- _Stored data entries_
+ + + + +

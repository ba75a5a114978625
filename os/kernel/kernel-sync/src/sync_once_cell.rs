use core::{
    cell::UnsafeCell,
    fmt,
    hint::spin_loop,
    mem::MaybeUninit,
    sync::atomic::{AtomicU8, Ordering},
};

/// 0 = UNINIT, 1 = INITING, 2 = READY
const UNINIT: u8 = 0;
const INITING: u8 = 1;
const READY: u8 = 2;

/// A cell written at most once, then shared read-only.
///
/// Readers never take a lock: once [`get`](Self::get) observes the value it
/// stays valid and unchanged for the lifetime of the cell.
pub struct SyncOnceCell<T> {
    state: AtomicU8,
    value: UnsafeCell<MaybeUninit<T>>,
}

impl<T> Default for SyncOnceCell<T> {
    fn default() -> Self {
        Self::new()
    }
}

impl<T> SyncOnceCell<T> {
    #[must_use]
    pub const fn new() -> Self {
        Self {
            state: AtomicU8::new(UNINIT),
            value: UnsafeCell::new(MaybeUninit::uninit()),
        }
    }

    /// Returns `Some(&T)` if already initialized.
    #[inline]
    pub fn get(&self) -> Option<&T> {
        if self.state.load(Ordering::Acquire) == READY {
            // SAFETY: READY guarantees the write is done
            Some(unsafe { (*self.value.get()).assume_init_ref() })
        } else {
            None
        }
    }

    /// Whether a value has been published.
    #[inline]
    pub fn is_initialized(&self) -> bool {
        self.state.load(Ordering::Acquire) == READY
    }

    /// Store `value` if the cell is still empty.
    ///
    /// # Errors
    /// Hands `value` back if the cell is already initialized or another
    /// context is initializing it right now.
    pub fn set(&self, value: T) -> Result<&T, T> {
        if self
            .state
            .compare_exchange(UNINIT, INITING, Ordering::Acquire, Ordering::Relaxed)
            .is_err()
        {
            return Err(value);
        }

        // SAFETY: INITING makes us the only writer.
        let v = unsafe { (*self.value.get()).write(value) };
        self.state.store(READY, Ordering::Release);
        Ok(v)
    }

    /// Initialize at most once and return `&T`.
    pub fn get_or_init(&self, init: impl FnOnce() -> T) -> &T {
        // Fast path
        if let Some(v) = self.get() {
            return v;
        }

        if self
            .state
            .compare_exchange(UNINIT, INITING, Ordering::Acquire, Ordering::Relaxed)
            .is_ok()
        {
            let v = init();
            unsafe {
                (*self.value.get()).write(v);
            }
            // Publish value before marking READY
            self.state.store(READY, Ordering::Release);
            // SAFETY: just wrote it
            return unsafe { (*self.value.get()).assume_init_ref() };
        }

        // Someone else is initializing; wait until READY
        while self.state.load(Ordering::Acquire) != READY {
            spin_loop();
        }
        // SAFETY: READY
        unsafe { (*self.value.get()).assume_init_ref() }
    }
}

impl<T> Drop for SyncOnceCell<T> {
    fn drop(&mut self) {
        if *self.state.get_mut() == READY {
            // SAFETY: READY and we have exclusive access.
            unsafe { self.value.get_mut().assume_init_drop() }
        }
    }
}

impl<T: fmt::Debug> fmt::Debug for SyncOnceCell<T> {
    fn fmt(&self, f: &mut fmt::Formatter<'_>) -> fmt::Result {
        match self.get() {
            Some(v) => f.debug_tuple("SyncOnceCell").field(v).finish(),
            None => f.write_str("SyncOnceCell(<uninit>)"),
        }
    }
}

// Safety: shared after READY; initialization is single-writer.
unsafe impl<T: Sync + Send> Sync for SyncOnceCell<T> {}
unsafe impl<T: Send> Send for SyncOnceCell<T> {}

+ + + + +

- _What to work on_
From the entries above, write out only the lines starting at the line that holds "impl<T> Default for" and ending at the line that holds "let v = unsafe", keeping both and matching them exactly.

- _Result below_
impl<T> Default for SyncOnceCell<T> {
    fn default() -> Self {
        Self::new()
    }
}

impl<T> SyncOnceCell<T> {
    #[must_use]
    pub const fn new() -> Self {
        Self {
            state: AtomicU8::new(UNINIT),
            value: UnsafeCell::new(MaybeUninit::uninit()),
        }
    }

    /// Returns `Some(&T)` if already initialized.
    #[inline]
    pub fn get(&self) -> Option<&T> {
        if self.state.load(Ordering::Acquire) == READY {
            // SAFETY: READY guarantees the write is done
            Some(unsafe { (*self.value.get()).assume_init_ref() })
        } else {
            None
        }
    }

    /// Whether a value has been published.
    #[inline]
    pub fn is_initialized(&self) -> bool {
        self.state.load(Ordering::Acquire) == READY
    }

    /// Store `value` if the cell is still empty.
    ///
    /// # Errors
    /// Hands `value` back if the cell is already initialized or another
    /// context is initializing it right now.
    pub fn set(&self, value: T) -> Result<&T, T> {
        if self
            .state
            .compare_exchange(UNINIT, INITING, Ordering::Acquire, Ordering::Relaxed)
            .is_err()
        {
            return Err(value);
        }

        // SAFETY: INITING makes us the only writer.
        let v = unsafe { (*self.value.get()).write(value) };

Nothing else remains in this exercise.